Самурай тяжело перевел дух; его взгляд, неприятно в тот момент напоминающий «святой понос» Котаро, скользил вслед за слепнем, карабкающимся на высокий кораблик арбуза. Мидори сделалась для него закрытой зонтиком, уплывающей на кораблике чужих крылышек в закрытый ставень окна.
– Ты клюешь чужой сахар.
Когда-то отец Мунэхару выделил отцу Мидори немножко земли.
– Не вмешивайся в чужие дела! Котаро хотел жить монахом, как и твоя племянница Цубаки. Вероятно, и девочка в летаргическом сне искала до поры возможность обрести просветление. Но не ты, Мидори.
– Цубаки умерла…
Мунэхару в роскошном кимоно шумно поднялся с колен.
– Подожди! – преградила ему путь Мидори. – Я скажу правду! Ты – единственная судьба этой девочки, которая защитит ее! Ты же читал Евангелие… Помнишь? Сам мне рассказывал – про старого Иосифа, обручившегося с маленькой Марией! Все эти монахи и даже твой святой Котаро – это…
Сраженная сильным ударом по голове Мидори пала – полем брани было ее одиночество в этом мире, – увлекая за собой сразившую ее красавицу-катану, одетую в богатые ножны, она избежала второго удара о железный набалдашник кровати. В последний миг сознания ей казалось, – рука ее ловит… – приятный миг отступающего сознания…
Вопрос – почему Тоётоми Мунэхару пронес в квартал с чайными домами и ресторанчиками гейш испытанное в кавалерийских вылазках оружие, один из роковых. Он собирался рано утром отправиться в Тоокёо и помнил о любви Мидори к его торжественному костюму. Гнев делал его устрашающим. Никому не пришло бы в голову преградить ему путь в неподходящий момент (особенно женщинам и низшим по статусу). Мидори сама перешла черту единственный раз. Неподобающее упоминание имени пропавшего без вести Котаро спровоцировало разряд грозного электричества. А нежелание перевести беседу в другое русло возымело для Мидори страшные последствия. Оставленная на руках того самого невезучего лекаря, заигравшегося со своей лекарской шкатулкой, полной драгоценных европейских серебристых штучек – лысеющего человечка из европейского кинематографа, Мидори тоже стала жертвой неестественного киношного времени.

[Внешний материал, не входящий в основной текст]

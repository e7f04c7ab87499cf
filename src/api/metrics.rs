use actix_web::HttpResponse;
use std::sync::atomic::{AtomicU64, Ordering};

static GRAPHQL_REQUEST_COUNT: AtomicU64 = AtomicU64::new(0);
static GRAPHQL_ERROR_COUNT: AtomicU64 = AtomicU64::new(0);

pub fn increment_request_count() {
    GRAPHQL_REQUEST_COUNT.fetch_add(1, Ordering::Relaxed);
}

pub fn increment_error_count() {
    GRAPHQL_ERROR_COUNT.fetch_add(1, Ordering::Relaxed);
}

fn render(requests: u64, errors: u64) -> String {
    format!(
        "# HELP graphql_requests_total Total number of GraphQL requests\n\
         # TYPE graphql_requests_total counter\n\
         graphql_requests_total {}\n\
         \n\
         # HELP graphql_errors_total Total number of GraphQL responses carrying errors\n\
         # TYPE graphql_errors_total counter\n\
         graphql_errors_total {}\n",
        requests, errors
    )
}

#[utoipa::path(
    get,
    path = "/metrics",
    tag = "Health",
    responses(
        (status = 200, description = "Prometheus text counters", body = String, content_type = "text/plain")
    )
)]
pub async fn get_metrics() -> HttpResponse {
    let requests = GRAPHQL_REQUEST_COUNT.load(Ordering::Relaxed);
    let errors = GRAPHQL_ERROR_COUNT.load(Ordering::Relaxed);

    HttpResponse::Ok()
        .content_type("text/plain; version=0.0.4")
        .body(render(requests, errors))
}
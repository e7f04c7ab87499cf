pub mod user_validator;

pub use user_validator::*;
mod api;
mod config;
mod database;
mod models;
mod schema;
mod services;
mod utils;
mod validators;

use actix_cors::Cors;
use actix_web::{http::header, middleware::Logger, web, App, HttpServer};
use config::{Settings, StoreBackend};
use database::{InMemoryStore, MongoDB, UserStore};
use dotenv::dotenv;
use services::UserService;
use std::sync::Arc;

#[actix_web::main]
async fn main() -> std::io::Result<()> {
    // Load environment variables
    dotenv().ok();

    // Initialize logger
    env_logger::init_from_env(env_logger::Env::new().default_filter_or("info"));

    let settings = Settings::from_env().map_err(std::io::Error::other)?;

    log::info!("🚀 Starting Task Manager API...");

    let store: Arc<dyn UserStore> = match settings.store_backend {
        StoreBackend::MongoDB => {
            log::info!("📊 Database: {} (MongoDB)", settings.database_name);
            let mongo = MongoDB::new(&settings.database_url, &settings.database_name);

            // Warm the connection; requests retry if MongoDB is not up yet
            if let Err(e) = mongo.connection().await {
                log::warn!("⚠️  MongoDB not reachable yet, will retry on first request: {}", e);
            }
            Arc::new(mongo)
        }
        StoreBackend::Memory => {
            log::warn!("⚠️  Using in-memory store, data is lost on restart");
            Arc::new(InMemoryStore::new())
        }
    };

    let service = UserService::new(store, settings.password_hash_cost);
    let schema = web::Data::new(schema::build_schema(service.clone()));
    let service = web::Data::new(service);

    let allowed_origins = settings.allowed_origins.clone();
    let bind_addr = (settings.host.clone(), settings.port);

    log::info!("🌐 Server starting on {}:{}", settings.host, settings.port);
    log::info!("🔎 GraphQL endpoint: http://{}:{}/graphql", settings.host, settings.port);
    log::info!("📚 Swagger UI available at: http://{}:{}/swagger-ui/", settings.host, settings.port);

    HttpServer::new(move || {
        let cors = allowed_origins
            .iter()
            .fold(Cors::default(), |cors, origin| cors.allowed_origin(origin))
            .allowed_methods(vec!["GET", "POST", "OPTIONS"])
            .allowed_headers(vec![header::CONTENT_TYPE, header::ACCEPT, header::AUTHORIZATION])
            .max_age(3600);

        App::new()
            .app_data(schema.clone())
            .app_data(service.clone())
            .wrap(cors)
            .wrap(Logger::default())
            .configure(api::configure)
    })
    .bind(bind_addr)?
    .run()
    .await
}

Мунэхару стойко вынес всю свалившуюся на него тяжесть съемок в императорском дворце, но далее ему предписывалось активное сотрудничество с организаторами общественных мероприятий из Общества основания империи (Кэнкокусай). Их злосчастный лозунг «Война – отец созидания и мать культуры» вспорол резервуар внутреннего давления, и… самурай, оставив преподнесенные ему цветы лежать на земле, сосредоточился на бегстве. Он осознал быстротечность сковавшего империю времени. Независимое сатори[16] повергло его ниц у кисло пахнущей лекарством кроватки Мидори. И молитвы его возносились не о ней – а прямо к ней – той новой, обожествленной, словно павшие солдаты японской армии, Мидори, о существовании которой он прежде не догадывался. Какие еще нужны формальности? Он перенес с помощью носильщиков обернутую в белый шелк куколку бабочки в свой дом. К нему выбежала в ужасе дочь, но встретившись в глазах отца с собственным сатори, отступила. Мунэхару собственноручно устроил ложе для не приходящей в сознание куколки бабочки в чайной комнате. «Моя любимая гейша десять лет потчевала меня чаем, приготовленным лунными, почти прозрачными руками!» Но это пока не был конец. Любовь Мидори пробивалась к нему даже сквозь сатори.
Заботливые гейко ему принесли позабытый сямисэн. Она никогда не позволяла себе играть в его присутствии, и он вдруг узнал от них – как хорошо, виртуозно она играла на многих музыкальных инструментах! Тогда он взял сямисэн и хотел разбить его. Расстроенные последними событиями гейко встали на колени, умоляя оставить им этот инструмент – вдруг Мидори будет жить и наслаждаться тем, как самурай играет для нее!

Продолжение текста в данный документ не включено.